(Stored records)
_ _ _ _ _

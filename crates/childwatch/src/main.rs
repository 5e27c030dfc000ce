//! `childwatch` - CLI for the child safety alert service
//!
//! This binary runs the alert intake and gives command-line access to the
//! stored alert history.

#![warn(missing_debug_implementations)]
#![deny(unsafe_code)]

use anyhow::{bail, Context};
use clap::Parser;

use childwatch::alert::SystemClock;
use childwatch::broker::publish_alert;
use childwatch::cli::{
    render_alerts, Cli, Command, ConfigCommand, ListCommand, PublishCommand, PurgeCommand,
};
use childwatch::{init_logging, AlertService, AlertStore, Clock, Config, Storage};

#[tokio::main]
async fn main() -> anyhow::Result<()> {
    let cli = Cli::parse();

    init_logging(cli.verbosity());

    let config = Config::load_from(cli.config.clone()).context("loading configuration")?;

    match cli.command {
        Command::Run => handle_run(config).await,
        Command::List(list_cmd) => handle_list(&config, &list_cmd),
        Command::Disclose { id } => handle_disclose(&config, id),
        Command::Delete { id } => handle_delete(&config, id),
        Command::Purge(purge_cmd) => handle_purge(&config, &purge_cmd),
        Command::Publish(publish_cmd) => handle_publish(&config, &publish_cmd).await,
        Command::Status(status_cmd) => handle_status(&config, status_cmd.json),
        Command::Config(config_cmd) => handle_config(&config, config_cmd),
    }
}

fn open_store(config: &Config) -> anyhow::Result<Storage> {
    let path = config.database_path();
    Storage::open_with_limits(&path, config.store_limits())
        .with_context(|| format!("opening alert database {}", path.display()))
}

async fn handle_run(config: Config) -> anyhow::Result<()> {
    let store = open_store(&config)?;
    let endpoint = config.broker.endpoint();
    let topic = config.broker.topic.clone();

    let service = AlertService::with_store(config, store);
    println!("Listening for alerts on {topic} at {endpoint} (Ctrl-C to stop)...");
    let running = service.start();
    let stored = running
        .run_until(async {
            if let Err(err) = tokio::signal::ctrl_c().await {
                tracing::error!("Cannot listen for Ctrl-C: {}", err);
                std::future::pending::<()>().await;
            }
        })
        .await?;

    println!("Stopped. {stored} alerts stored this session.");
    Ok(())
}

fn handle_list(config: &Config, cmd: &ListCommand) -> anyhow::Result<()> {
    let store = open_store(config)?;
    let mut alerts = if cmd.undisclosed {
        store.list_undisclosed()?
    } else {
        store.list()?
    };
    if let Some(limit) = cmd.limit {
        alerts.truncate(limit);
    }
    println!("{}", render_alerts(&alerts, cmd.format)?);
    Ok(())
}

fn handle_disclose(config: &Config, id: i64) -> anyhow::Result<()> {
    let store = open_store(config)?;
    if store.mark_disclosed(id)? {
        println!("Alert #{id} disclosed.");
    } else {
        println!("No alert with id {id}.");
    }
    Ok(())
}

fn handle_delete(config: &Config, id: i64) -> anyhow::Result<()> {
    let store = open_store(config)?;
    if store.delete(id)? {
        println!("Alert #{id} deleted.");
    } else {
        println!("No alert with id {id}.");
    }
    Ok(())
}

fn handle_purge(config: &Config, cmd: &PurgeCommand) -> anyhow::Result<()> {
    let store = open_store(config)?;
    if cmd.purge_expired() {
        let removed = store.delete_expired(SystemClock.now())?;
        println!(
            "Removed {removed} alerts older than {} hours.",
            config.storage.retention_hours
        );
    }
    if cmd.purge_disclosed() {
        let removed = store.delete_disclosed()?;
        println!("Removed {removed} disclosed alerts.");
    }
    Ok(())
}

async fn handle_publish(config: &Config, cmd: &PublishCommand) -> anyhow::Result<()> {
    let topic = cmd.topic.as_deref().unwrap_or(&config.broker.topic);
    if topic.contains(['+', '#']) {
        bail!("cannot publish to wildcard topic '{topic}'");
    }
    publish_alert(&config.broker, topic, &cmd.message).await?;
    println!("Published to {topic} at {}.", config.broker.endpoint());
    Ok(())
}

fn handle_status(config: &Config, json: bool) -> anyhow::Result<()> {
    let store = open_store(config)?;
    let stats = store.stats()?;

    if json {
        let status = serde_json::json!({
            "database_path": config.database_path(),
            "broker": config.broker.endpoint(),
            "topic": config.broker.topic,
            "retention_hours": config.storage.retention_hours,
            "stats": stats,
        });
        println!("{}", serde_json::to_string_pretty(&status)?);
    } else {
        println!("childwatch status");
        println!("-----------------");
        println!("Database:      {}", config.database_path().display());
        println!("Broker:        {}", config.broker.endpoint());
        println!("Topic:         {}", config.broker.topic);
        println!("Retention:     {} hours", config.storage.retention_hours);
        println!();
        println!("Alerts:        {}", stats.total_alerts);
        println!("  Undisclosed: {}", stats.undisclosed_alerts);
        println!("  Disclosed:   {}", stats.disclosed_alerts);
        if let (Some(oldest), Some(newest)) = (&stats.oldest_alert, &stats.newest_alert) {
            println!("Oldest:        {oldest}");
            println!("Newest:        {newest}");
        }
        println!("Database size: {} bytes", stats.db_size_bytes);
    }
    Ok(())
}

fn handle_config(config: &Config, cmd: ConfigCommand) -> anyhow::Result<()> {
    match cmd {
        ConfigCommand::Show { json } => {
            let shown = config.redacted();
            if json {
                println!("{}", serde_json::to_string_pretty(&shown)?);
            } else {
                println!("Current Configuration");
                println!("=====================");
                println!();
                println!("[Storage]");
                println!("  Database path:      {}", shown.database_path().display());
                println!("  Retention (hours):  {}", shown.storage.retention_hours);
                println!("  Max message length: {}", shown.storage.max_message_length);
                println!("  Overlong messages:  {}", shown.storage.overlong_messages);
                println!(
                    "  Sweep interval:     {}",
                    shown
                        .sweep_interval()
                        .map_or_else(|| "off".to_string(), |d| format!("{} min", d.as_secs() / 60))
                );
                println!();
                println!("[Broker]");
                println!("  Endpoint:           {}", shown.broker.endpoint());
                println!("  Topic:              {}", shown.broker.topic);
                println!(
                    "  Client id:          {}",
                    shown.broker.client_id.as_deref().unwrap_or("(generated)")
                );
                println!("  Keep alive (s):     {}", shown.broker.keep_alive_secs);
                println!("  Reconnect (ms):     {}", shown.broker.reconnect_delay_ms);
                println!(
                    "  Username:           {}",
                    shown.broker.username.as_deref().unwrap_or("(none)")
                );
                println!(
                    "  Password:           {}",
                    shown.broker.password.as_deref().unwrap_or("(none)")
                );
                println!();
                println!("[Notification]");
                println!("  Title:              {}", shown.notification.title);
                println!("  Channel:            {}", shown.notification.channel_id);
            }
        }
        ConfigCommand::Path => {
            println!("{}", Config::default_config_path().display());
        }
        ConfigCommand::Validate { file } => {
            let path = file.unwrap_or_else(Config::default_config_path);
            println!("Validating configuration: {}", path.display());
            match Config::load_from(Some(path)) {
                Ok(_) => println!("Configuration is valid."),
                Err(e) => bail!("configuration error: {e}"),
            }
        }
    }
    Ok(())
}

_ _ _ _ _

PROBLEM STATEMENT: Print the records above exactly as written.

EXERCISE ANSWER:
filename crates/childwatch/src/main.rs
repository 5e27c030dfc000ce
//! `childwatch` - CLI for the child safety alert service
//!
//! This binary runs the alert intake and gives command-line access to the
//! stored alert history.

#![warn(missing_debug_implementations)]
#![deny(unsafe_code)]

use anyhow::{bail, Context};
use clap::Parser;

use childwatch::alert::SystemClock;
use childwatch::broker::publish_alert;
use childwatch::cli::{
    render_alerts, Cli, Command, ConfigCommand, ListCommand, PublishCommand, PurgeCommand,
};
use childwatch::{init_logging, AlertService, AlertStore, Clock, Config, Storage};

#[tokio::main]
async fn main() -> anyhow::Result<()> {
    let cli = Cli::parse();

    init_logging(cli.verbosity());

    let config = Config::load_from(cli.config.clone()).context("loading configuration")?;

    match cli.command {
        Command::Run => handle_run(config).await,
        Command::List(list_cmd) => handle_list(&config, &list_cmd),
        Command::Disclose { id } => handle_disclose(&config, id),
        Command::Delete { id } => handle_delete(&config, id),
        Command::Purge(purge_cmd) => handle_purge(&config, &purge_cmd),
        Command::Publish(publish_cmd) => handle_publish(&config, &publish_cmd).await,
        Command::Status(status_cmd) => handle_status(&config, status_cmd.json),
        Command::Config(config_cmd) => handle_config(&config, config_cmd),
    }
}

fn open_store(config: &Config) -> anyhow::Result<Storage> {
    let path = config.database_path();
    Storage::open_with_limits(&path, config.store_limits())
        .with_context(|| format!("opening alert database {}", path.display()))
}

async fn handle_run(config: Config) -> anyhow::Result<()> {
    let store = open_store(&config)?;
    let endpoint = config.broker.endpoint();
    let topic = config.broker.topic.clone();

    let service = AlertService::with_store(config, store);
    println!("Listening for alerts on {topic} at {endpoint} (Ctrl-C to stop)...");
    let running = service.start();
    let stored = running
        .run_until(async {
            if let Err(err) = tokio::signal::ctrl_c().await {
                tracing::error!("Cannot listen for Ctrl-C: {}", err);
                std::future::pending::<()>().await;
            }
        })
        .await?;

    println!("Stopped. {stored} alerts stored this session.");
    Ok(())
}

fn handle_list(config: &Config, cmd: &ListCommand) -> anyhow::Result<()> {
    let store = open_store(config)?;
    let mut alerts = if cmd.undisclosed {
        store.list_undisclosed()?
    } else {
        store.list()?
    };
    if let Some(limit) = cmd.limit {
        alerts.truncate(limit);
    }
    println!("{}", render_alerts(&alerts, cmd.format)?);
    Ok(())
}

fn handle_disclose(config: &Config, id: i64) -> anyhow::Result<()> {
    let store = open_store(config)?;
    if store.mark_disclosed(id)? {
        println!("Alert #{id} disclosed.");
    } else {
        println!("No alert with id {id}.");
    }
    Ok(())
}

fn handle_delete(config: &Config, id: i64) -> anyhow::Result<()> {
    let store = open_store(config)?;
    if store.delete(id)? {
        println!("Alert #{id} deleted.");
    } else {
        println!("No alert with id {id}.");
    }
    Ok(())
}

fn handle_purge(config: &Config, cmd: &PurgeCommand) -> anyhow::Result<()> {
    let store = open_store(config)?;
    if cmd.purge_expired() {
        let removed = store.delete_expired(SystemClock.now())?;
        println!(
            "Removed {removed} alerts older than {} hours.",
            config.storage.retention_hours
        );
    }
    if cmd.purge_disclosed() {
        let removed = store.delete_disclosed()?;
        println!("Removed {removed} disclosed alerts.");
    }
    Ok(())
}

async fn handle_publish(config: &Config, cmd: &PublishCommand) -> anyhow::Result<()> {
    let topic = cmd.topic.as_deref().unwrap_or(&config.broker.topic);
    if topic.contains(['+', '#']) {
        bail!("cannot publish to wildcard topic '{topic}'");
    }
    publish_alert(&config.broker, topic, &cmd.message).await?;
    println!("Published to {topic} at {}.", config.broker.endpoint());
    Ok(())
}

fn handle_status(config: &Config, json: bool) -> anyhow::Result<()> {
    let store = open_store(config)?;
    let stats = store.stats()?;

    if json {
        let status = serde_json::json!({
            "database_path": config.database_path(),
            "broker": config.broker.endpoint(),
            "topic": config.broker.topic,
            "retention_hours": config.storage.retention_hours,
            "stats": stats,
        });
        println!("{}", serde_json::to_string_pretty(&status)?);
    } else {
        println!("childwatch status");
        println!("-----------------");
        println!("Database:      {}", config.database_path().display());
        println!("Broker:        {}", config.broker.endpoint());
        println!("Topic:         {}", config.broker.topic);
        println!("Retention:     {} hours", config.storage.retention_hours);
        println!();
        println!("Alerts:        {}", stats.total_alerts);
        println!("  Undisclosed: {}", stats.undisclosed_alerts);
        println!("  Disclosed:   {}", stats.disclosed_alerts);
        if let (Some(oldest), Some(newest)) = (&stats.oldest_alert, &stats.newest_alert) {
            println!("Oldest:        {oldest}");
            println!("Newest:        {newest}");
        }
        println!("Database size: {} bytes", stats.db_size_bytes);
    }
    Ok(())
}

fn handle_config(config: &Config, cmd: ConfigCommand) -> anyhow::Result<()> {
    match cmd {
        ConfigCommand::Show { json } => {
            let shown = config.redacted();
            if json {
                println!("{}", serde_json::to_string_pretty(&shown)?);
            } else {
                println!("Current Configuration");
                println!("=====================");
                println!();
                println!("[Storage]");
                println!("  Database path:      {}", shown.database_path().display());
                println!("  Retention (hours):  {}", shown.storage.retention_hours);
                println!("  Max message length: {}", shown.storage.max_message_length);
                println!("  Overlong messages:  {}", shown.storage.overlong_messages);
                println!(
                    "  Sweep interval:     {}",
                    shown
                        .sweep_interval()
                        .map_or_else(|| "off".to_string(), |d| format!("{} min", d.as_secs() / 60))
                );
                println!();
                println!("[Broker]");
                println!("  Endpoint:           {}", shown.broker.endpoint());
                println!("  Topic:              {}", shown.broker.topic);
                println!(
                    "  Client id:          {}",
                    shown.broker.client_id.as_deref().unwrap_or("(generated)")
                );
                println!("  Keep alive (s):     {}", shown.broker.keep_alive_secs);
                println!("  Reconnect (ms):     {}", shown.broker.reconnect_delay_ms);
                println!(
                    "  Username:           {}",
                    shown.broker.username.as_deref().unwrap_or("(none)")
                );
                println!(
                    "  Password:           {}",
                    shown.broker.password.as_deref().unwrap_or("(none)")
                );
                println!();
                println!("[Notification]");
                println!("  Title:              {}", shown.notification.title);
                println!("  Channel:            {}", shown.notification.channel_id);
            }
        }
        ConfigCommand::Path => {
            println!("{}", Config::default_config_path().display());
        }
        ConfigCommand::Validate { file } => {
            let path = file.unwrap_or_else(Config::default_config_path);
            println!("Validating configuration: {}", path.display());
            match Config::load_from(Some(path)) {
                Ok(_) => println!("Configuration is valid."),
                Err(e) => bail!("configuration error: {e}"),
            }
        }
    }
    Ok(())
}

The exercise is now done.